# GIVEN DATA
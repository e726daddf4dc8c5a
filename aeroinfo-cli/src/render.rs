//! Plain-text rendering of lookup progress.

use aeroinfo_core::{
    ElevationSample, ErrorRecord, LookupEvent, ResolvedLocation, WeatherSnapshot,
};

pub fn event(event: &LookupEvent) -> Option<String> {
    match event {
        LookupEvent::Located(loc) => Some(location(loc)),
        LookupEvent::WeatherSettled(Ok(snapshot)) => Some(weather(snapshot)),
        LookupEvent::ElevationSettled(Ok(sample)) => Some(elevation(sample)),
        LookupEvent::Finished(result) if !result.errors.is_empty() => Some(errors(&result.errors)),
        _ => None,
    }
}

pub fn location(loc: &ResolvedLocation) -> String {
    let mut out = String::from("Location Details\n");
    out.push_str(&format!("  Formatted Address: {}\n", loc.formatted_address));
    out.push_str(&format!("  Latitude:  {}\n", loc.coordinate.latitude));
    out.push_str(&format!("  Longitude: {}\n", loc.coordinate.longitude));
    if let Some(country) = &loc.country {
        out.push_str(&format!("  Country:   {country}\n"));
    }
    if let Some(tz) = &loc.timezone_name {
        out.push_str(&format!("  Timezone:  {tz}\n"));
    }
    if let Some(offset) = &loc.timezone_offset {
        out.push_str(&format!("  Offset:    {offset}\n"));
    }
    out.push_str(&format!("  Map:       {}", loc.map_url()));
    out
}

pub fn weather(snapshot: &WeatherSnapshot) -> String {
    let mut out = String::from("Weather Details\n");
    out.push_str(&format!("  Temperature: {} °C\n", snapshot.temperature_c));
    out.push_str(&format!("  Humidity:    {} %\n", snapshot.humidity_pct));
    out.push_str(&format!("  Weather:     {}", snapshot.description));
    if let Some(at) = snapshot.observed_at {
        out.push_str(&format!("\n  Observed:    {}", at.format("%Y-%m-%d %H:%M UTC")));
    }
    out
}

pub fn elevation(sample: &ElevationSample) -> String {
    format!("Elevation: {} meters", sample.elevation_m)
}

pub fn errors(records: &[ErrorRecord]) -> String {
    let mut out = String::from("Errors");
    for rec in records {
        out.push_str(&format!("\n  {rec}"));
    }
    out
}
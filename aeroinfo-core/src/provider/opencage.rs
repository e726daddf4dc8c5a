use async_trait::async_trait;
use reqwest::Client;
use serde::Deserialize;
use std::collections::{BTreeMap, HashMap};
use tracing::{debug, instrument};

use crate::{
    error::EnrichError,
    model::{Coordinate, PlaceQuery, ResolvedLocation},
};

use super::{Provider, ProviderId, get_json};

/// Forward geocoding through the OpenCage API.
#[derive(Debug, Clone)]
pub struct OpenCageProvider {
    api_key: String,
    base_url: String,
    http: Client,
}

impl OpenCageProvider {
    pub fn new(api_key: String, http: Client) -> Self {
        Self::with_base_url(api_key, ProviderId::OpenCage.default_base_url().to_string(), http)
    }

    pub fn with_base_url(api_key: String, base_url: String, http: Client) -> Self {
        Self {
            api_key,
            base_url: base_url.trim_end_matches('/').to_string(),
            http,
        }
    }

    async fn fetch_candidates(&self, query: &PlaceQuery) -> anyhow::Result<OcResponse> {
        let url = format!("{}/json", self.base_url);
        let request = self.http.get(url).query(&[
            ("q", query.as_str()),
            ("key", self.api_key.as_str()),
            ("limit", "1"),
        ]);

        get_json(request, "OpenCage").await
    }
}

#[derive(Debug, Deserialize)]
struct OcGeometry {
    lat: f64,
    lng: f64,
}

#[derive(Debug, Deserialize)]
struct OcTimezone {
    name: Option<String>,
    offset_string: Option<String>,
}

#[derive(Debug, Default, Deserialize)]
struct OcAnnotations {
    timezone: Option<OcTimezone>,
}

#[derive(Debug, Deserialize)]
struct OcResult {
    geometry: OcGeometry,
    formatted: String,
    #[serde(default)]
    components: HashMap<String, serde_json::Value>,
    #[serde(default)]
    annotations: OcAnnotations,
}

#[derive(Debug, Deserialize)]
struct OcResponse {
    results: Vec<OcResult>,
}

impl From<OcResult> for ResolvedLocation {
    fn from(result: OcResult) -> Self {
        // Components mix strings with flags and codes; keep the textual ones.
        let components: BTreeMap<String, String> = result
            .components
            .into_iter()
            .filter_map(|(k, v)| match v {
                serde_json::Value::String(s) => Some((k, s)),
                _ => None,
            })
            .collect();

        let country = components.get("country").cloned();
        let (timezone_name, timezone_offset) = match result.annotations.timezone {
            Some(tz) => (tz.name, tz.offset_string),
            None => (None, None),
        };

        ResolvedLocation {
            coordinate: Coordinate::new(result.geometry.lat, result.geometry.lng),
            formatted_address: result.formatted,
            country,
            components,
            timezone_name,
            timezone_offset,
        }
    }
}

#[async_trait]
impl Provider for OpenCageProvider {
    type Input = PlaceQuery;
    type Output = ResolvedLocation;

    fn name(&self) -> &'static str {
        ProviderId::OpenCage.as_str()
    }

    #[instrument(skip_all, fields(query = %query))]
    async fn fetch(&self, query: &PlaceQuery) -> Result<ResolvedLocation, EnrichError> {
        let response = self
            .fetch_candidates(query)
            .await
            .map_err(|e| EnrichError::from_transport(self.name(), e))?;

        debug!(candidates = response.results.len(), "OpenCage responded");

        // Ranked list; only the best match is used.
        let best = response
            .results
            .into_iter()
            .next()
            .ok_or_else(|| EnrichError::NotFound { query: query.to_string() })?;

        Ok(best.into())
    }
}

#[cfg(test)]
mod tests {
    use super::*;

    #[test]
    fn first_candidate_maps_to_location() {
        let body = serde_json::json!({
            "results": [
                {
                    "geometry": { "lat": 48.8566, "lng": 2.3522 },
                    "formatted": "Paris, France",
                    "components": {
                        "city": "Paris",
                        "country": "France",
                        "country_code": "fr",
                        "_normalized_city": "Paris",
                        "ISO_3166-1_alpha-2": "FR",
                        "_category": "place",
                        "continent": "Europe",
                        "is_capital": true
                    },
                    "annotations": {
                        "timezone": {
                            "name": "Europe/Paris",
                            "offset_string": "+0100",
                            "offset_sec": 3600
                        }
                    }
                }
            ]
        });

        let parsed: OcResponse = serde_json::from_value(body).expect("valid payload");
        let loc: ResolvedLocation = parsed.results.into_iter().next().unwrap().into();

        assert_eq!(loc.coordinate, Coordinate::new(48.8566, 2.3522));
        assert_eq!(loc.formatted_address, "Paris, France");
        assert_eq!(loc.country.as_deref(), Some("France"));
        assert_eq!(loc.timezone_name.as_deref(), Some("Europe/Paris"));
        assert_eq!(loc.timezone_offset.as_deref(), Some("+0100"));
        assert_eq!(loc.components.get("city").map(String::as_str), Some("Paris"));
        assert!(!loc.components.contains_key("is_capital"));
    }

    #[test]
    fn annotations_are_optional() {
        let body = serde_json::json!({
            "results": [
                { "geometry": { "lat": 1.0, "lng": 2.0 }, "formatted": "Somewhere" }
            ]
        });

        let parsed: OcResponse = serde_json::from_value(body).unwrap();
        let loc: ResolvedLocation = parsed.results.into_iter().next().unwrap().into();

        assert!(loc.country.is_none());
        assert!(loc.timezone_name.is_none());
        assert!(loc.timezone_offset.is_none());
    }

    #[test]
    fn base_url_trailing_slash_is_trimmed() {
        let base = "http://localhost/v1/".to_string();
        let p = OpenCageProvider::with_base_url("K".into(), base, Client::new());
        assert_eq!(p.base_url, "http://localhost/v1");
    }
}
use async_trait::async_trait;
use reqwest::Client;
use serde::Deserialize;
use tracing::{debug, instrument};

use crate::{
    error::EnrichError,
    model::{Coordinate, ElevationSample},
};

use super::{Provider, ProviderId, get_json};

/// Ground elevation from an Open-Elevation compatible service. No API key.
#[derive(Debug, Clone)]
pub struct OpenElevationProvider {
    base_url: String,
    http: Client,
}

impl OpenElevationProvider {
    pub fn new(http: Client) -> Self {
        Self::with_base_url(ProviderId::OpenElevation.default_base_url().to_string(), http)
    }

    pub fn with_base_url(base_url: String, http: Client) -> Self {
        Self {
            base_url: base_url.trim_end_matches('/').to_string(),
            http,
        }
    }
}

#[derive(Debug, Deserialize)]
struct OeResult {
    elevation: f64,
}

#[derive(Debug, Deserialize)]
struct OeResponse {
    results: Vec<OeResult>,
}

#[async_trait]
impl Provider for OpenElevationProvider {
    type Input = Coordinate;
    type Output = ElevationSample;

    fn name(&self) -> &'static str {
        ProviderId::OpenElevation.as_str()
    }

    #[instrument(skip_all, fields(at = %at))]
    async fn fetch(&self, at: &Coordinate) -> Result<ElevationSample, EnrichError> {
        at.validate()?;

        // The endpoint is batched; a single point is always submitted.
        let url = format!("{}/lookup", self.base_url);
        let request = self.http.get(url).query(&[("locations", at.to_string())]);

        let parsed: OeResponse = get_json(request, "Open-Elevation")
            .await
            .map_err(|e| EnrichError::from_transport(self.name(), e))?;

        let sample = parsed.results.first().ok_or_else(|| {
            EnrichError::provider(self.name(), "response contained no elevation results")
        })?;

        debug!(elevation = sample.elevation, "Open-Elevation responded");

        Ok(ElevationSample { elevation_m: sample.elevation })
    }
}
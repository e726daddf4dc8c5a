use anyhow::{Context, Result, anyhow};
use directories::ProjectDirs;
use serde::{Deserialize, Serialize};
use std::{collections::HashMap, fs, path::PathBuf, time::Duration};

use crate::{error::EnrichError, provider::ProviderId};

const DEFAULT_TIMEOUT_SECS: u64 = 10;
const TIMEOUT_ENV: &str = "AEROINFO_TIMEOUT_SECS";

/// Settings for a single provider.
#[derive(Debug, Clone, Default, PartialEq, Serialize, Deserialize)]
pub struct ProviderConfig {
    #[serde(default, skip_serializing_if = "Option::is_none")]
    pub api_key: Option<String>,

    /// Overrides the vendor endpoint, e.g. a self-hosted elevation service.
    #[serde(default, skip_serializing_if = "Option::is_none")]
    pub base_url: Option<String>,

    #[serde(default, skip_serializing_if = "Option::is_none")]
    pub timeout_secs: Option<u64>,
}

/// Top-level configuration stored on disk.
#[derive(Debug, Clone, Serialize, Deserialize, Default)]
pub struct Config {
    /// Default bound for every provider call, in seconds.
    #[serde(default, skip_serializing_if = "Option::is_none")]
    pub timeout_secs: Option<u64>,

    /// Example TOML:
    /// [providers.opencage]
    /// api_key = "..."
    #[serde(default)]
    pub providers: HashMap<String, ProviderConfig>,
}

impl Config {
    pub fn provider_config(&self, id: ProviderId) -> Option<&ProviderConfig> {
        self.providers.get(id.as_str())
    }

    fn provider_config_mut(&mut self, id: ProviderId) -> &mut ProviderConfig {
        self.providers.entry(id.as_str().to_string()).or_default()
    }

    /// Load config from disk (empty if absent) and apply environment overrides.
    pub fn load() -> Result<Self> {
        let mut cfg = Self::load_file()?;
        cfg.apply_env(|name| std::env::var(name).ok())?;
        Ok(cfg)
    }

    /// Load config from disk, or return an empty default if it doesn't exist yet.
    pub fn load_file() -> Result<Self> {
        let path = Self::config_file_path()?;
        if !path.exists() {
            return Ok(Self::default());
        }

        let contents = fs::read_to_string(&path)
            .with_context(|| format!("Failed to read config file: {}", path.display()))?;

        Self::from_toml(&contents)
            .with_context(|| format!("Failed to parse config file: {}", path.display()))
    }

    pub fn from_toml(contents: &str) -> Result<Self> {
        Ok(toml::from_str(contents)?)
    }

    /// Save config to disk, creating parent directories as needed.
    pub fn save(&self) -> Result<()> {
        let path = Self::config_file_path()?;

        if let Some(parent) = path.parent() {
            fs::create_dir_all(parent).with_context(|| {
                format!("Failed to create config directory: {}", parent.display())
            })?;
        }

        let toml =
            toml::to_string_pretty(self).context("Failed to serialize configuration to TOML")?;

        fs::write(&path, toml)
            .with_context(|| format!("Failed to write config file: {}", path.display()))?;

        Ok(())
    }

    /// Path to the config file.
    pub fn config_file_path() -> Result<PathBuf> {
        let dirs = ProjectDirs::from("dev", "aeroinfo", "aeroinfo")
            .ok_or_else(|| anyhow!("Could not determine platform config directory"))?;

        Ok(dirs.config_dir().join("config.toml"))
    }

    /// Overlay API keys and the global timeout from the environment.
    ///
    /// `lookup` stands in for `std::env::var` so tests don't touch the process env.
    pub fn apply_env<F>(&mut self, lookup: F) -> Result<()>
    where
        F: Fn(&str) -> Option<String>,
    {
        for &id in ProviderId::all() {
            let Some(var) = id.env_var() else { continue };
            if let Some(key) = lookup(var).filter(|k| !k.trim().is_empty()) {
                self.provider_config_mut(id).api_key = Some(key);
            }
        }

        if let Some(raw) = lookup(TIMEOUT_ENV) {
            let secs = raw
                .trim()
                .parse::<u64>()
                .with_context(|| {
                    format!("{TIMEOUT_ENV} must be a whole number of seconds, got '{raw}'")
                })?;
            self.timeout_secs = Some(secs);
        }

        Ok(())
    }

    pub fn set_provider_api_key(&mut self, id: ProviderId, api_key: String) {
        self.provider_config_mut(id).api_key = Some(api_key);
    }

    pub fn set_provider_base_url(&mut self, id: ProviderId, base_url: String) {
        self.provider_config_mut(id).base_url = Some(base_url);
    }

    /// Returns API key for a provider, if present and non-blank.
    pub fn provider_api_key(&self, id: ProviderId) -> Option<&str> {
        self.provider_config(id)
            .and_then(|cfg| cfg.api_key.as_deref())
            .filter(|k| !k.trim().is_empty())
    }

    pub fn is_provider_configured(&self, id: ProviderId) -> bool {
        !id.requires_api_key() || self.provider_api_key(id).is_some()
    }

    pub fn require_api_key(&self, id: ProviderId) -> Result<&str, EnrichError> {
        self.provider_api_key(id).ok_or_else(|| {
            let hint = match id.env_var() {
                Some(var) => format!("set {var} or run `aeroinfo configure {id}`"),
                None => format!("run `aeroinfo configure {id}`"),
            };
            EnrichError::configuration(format!(
                "No API key configured for provider '{id}'. Hint: {hint}."
            ))
        })
    }

    pub fn base_url(&self, id: ProviderId) -> String {
        self.provider_config(id)
            .and_then(|cfg| cfg.base_url.clone())
            .unwrap_or_else(|| id.default_base_url().to_string())
    }

    /// Per-provider timeout, falling back to the global one.
    pub fn timeout(&self, id: ProviderId) -> Duration {
        let secs = self
            .provider_config(id)
            .and_then(|cfg| cfg.timeout_secs)
            .or(self.timeout_secs)
            .unwrap_or(DEFAULT_TIMEOUT_SECS);
        Duration::from_secs(secs)
    }
}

# WORK TASK
Extract every line containing the string "seconds" from the data above.

# EXERCISE OUTPUT
    /// Default bound for every provider call, in seconds.
                    format!("{TIMEOUT_ENV} must be a whole number of seconds, got '{raw}'")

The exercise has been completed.